I eventually tuned out of The Scotts and turned off the game entirely. Later that evening, I rebooted the software to check on the boys. It seems the algorithms that dictate their mock reality just keep on truckin’—even when the software is off—because the new opening scene showed Kevin Scott in his bathroom, huddled over in agony, dying. His partner Jeff and Christian were nowhere to be found...apparently dead. A thought bubble appeared over Kevin's head with Jeff's face in it. It was an oddly myopic moment. Then the Grim Reaper appeared and hacked Kevin down with a sickle as Kevin yearned for his lover Jeff in a thought bubble surrounded by hearts over his head.

Game over!

I just hope their binary imprints are saved in the same folder someplace on my Mac so they can be together in Sim Heaven for eternity...or until I drop or reformat this laptop.

What terrors befell The Scotts while I was watching cartoons on Fox? Sims software made me a post-modern techno Yahweh. I was asleep at the wheel while my careful creations—made in the likenesses of childhood crushes and former tricks—died slow, painful, unsanitary deaths in their own filth, right in front of their glib, jabbering neighbors. The existential lesson is obvious: God IS one of us...and he’s busy eating Doritos in front of “American Dad.” So cry or pray all you want, cuz he’s not checking on you til after “The Flava Of Love Season II Reunion.”

Once the Scotts were dead and gone, I was free to indulge another family scenario. I started a Sim household comprised of me and my teenage crush, a varsity football player named Doug Hudson. I considered using my actual boyfriend, also named Doug, but I decided I couldn’t bear to see him die in our computer-generated household. And anyway, it was becoming clear that the game is an excellent place to work through unrequited love.

Doug Hudson and I moved into a doublewide in a quiet part of Pleasantville. He flipped through the paper and got a job working in a criminal courtroom. Something about the digital Turtle is incapable of holding a job. Or keeping digital Doug Hudson’s attention, for that matter. In the beginning, my character had options like, “Hug Doug,” “Flirt With Doug,” “Joke With Doug.” These actions were meant to lubricate our relationship and keep our household happy and healthy.

But Doug lost interest in Turtle and my options became less hopeful: “Break Up,” “Move Out,” “Argue With Doug.” Trying hard to save this relationship, I’d make him meals and entice him to the couch to watch television and cybersmooch, but it’s hard to actually control Sims. We’d end up on the lawn arguing in our underwear in the middle of the night.

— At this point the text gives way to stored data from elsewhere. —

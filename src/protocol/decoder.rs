//! Response grammars, one per remote command
//!
//! Actions answer `ack ...` then `ok` or `fail`. Queries answer
//! `ack <timestamp> ...` followed by the command's payload: a `begin`/`end`
//! delimited record list, or the occupancy grid.

use async_trait::async_trait;
use std::marker::PhantomData;
use tracing::{debug, info};

use super::grammar::{expect, expect_one_of, match_line, tokenize, violation, MatchMode};
use super::records::{Constant, Fields};
use super::traits::{Decoder, LineChannel, ProtocolResult, Record};
use super::types::{Constants, OccupancyGrid, Point};

/// Server greeting expected on connect
pub const SERVER_GREETING: &[&str] = &["bzrobots", "1"];

/// Client reply to the greeting
pub const AGENT_GREETING: &str = "agent 1";

/// Connection handshake: `bzrobots 1` from the server, `agent 1` back
#[derive(Debug, Clone, Copy, Default)]
pub struct Handshake;

#[async_trait]
impl Decoder for Handshake {
	type Output = ();

	async fn decode(&self, channel: &mut dyn LineChannel) -> ProtocolResult<()> {
		expect(channel, SERVER_GREETING, MatchMode::Full).await?;
		channel.send_line(AGENT_GREETING).await?;
		info!("Handshake complete");
		Ok(())
	}
}

/// Movement and weapon commands: acknowledgement then `ok` or `fail`
#[derive(Debug, Clone, Copy, Default)]
pub struct Action;

#[async_trait]
impl Decoder for Action {
	type Output = bool;

	async fn decode(&self, channel: &mut dyn LineChannel) -> ProtocolResult<bool> {
		expect(channel, &["ack"], MatchMode::Prefix).await?;
		let outcome = expect_one_of(channel, &["ok", "fail"], MatchMode::Prefix).await?;
		if !outcome.rest.is_empty() {
			debug!("Action result detail: {}", outcome.rest.join(" "));
		}
		Ok(outcome.index == 0)
	}
}

/// State queries: timestamped acknowledgement then the payload
#[derive(Debug, Clone, Copy, Default)]
pub struct Query<D> {
	payload: D,
}

impl<D: Decoder> Query<D> {
	pub fn new(payload: D) -> Self {
		Self { payload }
	}
}

#[async_trait]
impl<D: Decoder> Decoder for Query<D> {
	type Output = (D::Output, f64);

	async fn decode(&self, channel: &mut dyn LineChannel) -> ProtocolResult<Self::Output> {
		let rest = expect(channel, &["ack"], MatchMode::Prefix).await?;
		let timestamp = match rest.first().map(|t| t.parse::<f64>()) {
			Some(Ok(timestamp)) => timestamp,
			_ => {
				let mut received = vec!["ack"];
				received.extend(rest.iter().map(String::as_str));
				return Err(violation(&["ack <timestamp>"], &received));
			}
		};
		let value = self.payload.decode(channel).await?;
		Ok((value, timestamp))
	}
}

/// `begin`, any number of `<tag> ...` lines, `end`
pub struct RecordList<R> {
	_record: PhantomData<fn() -> R>,
}

impl<R: Record> RecordList<R> {
	pub fn new() -> Self {
		Self { _record: PhantomData }
	}
}

impl<R: Record> Default for RecordList<R> {
	fn default() -> Self {
		Self::new()
	}
}

#[async_trait]
impl<R: Record> Decoder for RecordList<R> {
	type Output = Vec<R>;

	async fn decode(&self, channel: &mut dyn LineChannel) -> ProtocolResult<Vec<R>> {
		expect(channel, &["begin"], MatchMode::Full).await?;

		let mut records = Vec::new();
		loop {
			let matched = expect_one_of(channel, &[R::TAG, "end"], MatchMode::Prefix).await?;
			if matched.index == 1 {
				debug!("Decoded {} {} record(s)", records.len(), R::TAG);
				return Ok(records);
			}
			let mut fields = Fields::new(R::TAG, &matched.rest, &matched.line);
			let record = R::parse(&mut fields)?;
			fields.finish()?;
			records.push(record);
		}
	}
}

/// Constants list folded into a name → raw value map
#[derive(Debug, Clone, Copy, Default)]
pub struct ConstantTable;

#[async_trait]
impl Decoder for ConstantTable {
	type Output = Constants;

	async fn decode(&self, channel: &mut dyn LineChannel) -> ProtocolResult<Constants> {
		let constants = RecordList::<Constant>::new().decode(channel).await?;
		Ok(constants.into_iter().map(|c| (c.name, c.value)).collect())
	}
}

/// The `occgrid` payload
///
/// A line containing `fail` means no grid is available (`None`) and nothing
/// more is read. Otherwise the header is `at <x>,<y>` and `size <w>x<h>`,
/// on one line or two, followed by `w` rows of `h` characters each. When
/// the server wraps the grid in `begin`/`end` the markers are consumed too.
#[derive(Debug, Clone, Copy, Default)]
pub struct OccupancyGridReader;

fn parse_pair<T: std::str::FromStr>(token: &str, separator: char) -> Option<(T, T)> {
	let (a, b) = token.split_once(separator)?;
	Some((a.parse().ok()?, b.parse().ok()?))
}

#[async_trait]
impl Decoder for OccupancyGridReader {
	type Output = Option<OccupancyGrid>;

	async fn decode(&self, channel: &mut dyn LineChannel) -> ProtocolResult<Self::Output> {
		let mut line = channel.next_line().await?;
		if tokenize(&line).contains(&"fail") {
			debug!("Occupancy grid unavailable: {}", line);
			return Ok(None);
		}

		let framed = tokenize(&line) == ["begin"];
		if framed {
			line = channel.next_line().await?;
		}

		let rest = match_line(&["at"], &line, MatchMode::Prefix)?;
		let origin = match rest.first().and_then(|t| parse_pair::<f64>(t, ',')) {
			Some((x, y)) => Point::new(x, y),
			None => return Err(violation(&["at <x>,<y>"], &tokenize(&line))),
		};

		let size_line = if rest.len() > 1 { rest[1..].join(" ") } else { channel.next_line().await? };
		let size = match_line(&["size"], &size_line, MatchMode::Prefix)?;
		let (width, height) = match size.as_slice() {
			[dims] => match parse_pair::<usize>(dims, 'x') {
				Some(dims) => dims,
				None => return Err(violation(&["size <w>x<h>"], &tokenize(&size_line))),
			},
			_ => return Err(violation(&["size <w>x<h>"], &tokenize(&size_line))),
		};

		let mut grid = OccupancyGrid { origin, width, height, cells: Default::default() };
		for row in 0..width {
			let line = channel.next_line().await?;
			let cells = line.trim();
			if cells.len() != height {
				return Err(violation(&[format!("{} cells", height).as_str()], &[cells]));
			}
			for (col, cell) in cells.chars().enumerate() {
				let occupied = match cell {
					'0' => false,
					'1' => true,
					_ => return Err(violation(&["0 or 1"], &[cells])),
				};
				grid.cells.insert((row, col), occupied);
			}
		}

		if framed {
			expect(channel, &["end"], MatchMode::Full).await?;
		}
		debug!("Decoded {}x{} occupancy grid at ({}, {})", width, height, origin.x, origin.y);
		Ok(Some(grid))
	}
}


// vim: ts=4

One night, while my couple slept, the game dealt me a complete non sequitur. As I panned my omniscient eye around the room, I noticed there was a person in a bunny suit standing in the corner watching “us” sleep! A little background: I’m terrified of oversized things that are anthropomorphic and inexplicable. Statues, mannequins, monoliths...I have a hard time with all of that stuff. So I went house on this bunny. Digital Turtle jumped out of bed and kicked his ass. But he didn’t go away...and several Sims days later, I grew tired of beating on the bunnyman. I was also kinda lonely, now that my relationship was crumbling.

Eventually, I befriended the bunny. I’d walk into the kitchen after showering for the third time that day and offer the bunny a sandwich or a drink. I later found out that the terrifying furry apparition is known as a “Social Bunny”—a sort of social worker that the Sims architects created to interact with maladjusted Sims characters like digital Turtle. And here I’d been smacking him around.

A few actual (as opposed to simulated) days into playing this game, I got bored out of my mind making sure half-naked people cleaned the toilet and read the newspaper. I needed to clean my real toilet and read the real newspaper. Flesh-and-blood people began to look like Sims to me. When viewed from a cab or through a store window, people interacting in the city jibber-jabbered and gestured to each other just like their computer-generated counterparts. I decided to give the game a rest, putting my characters and their doomed relationship in techno limbo.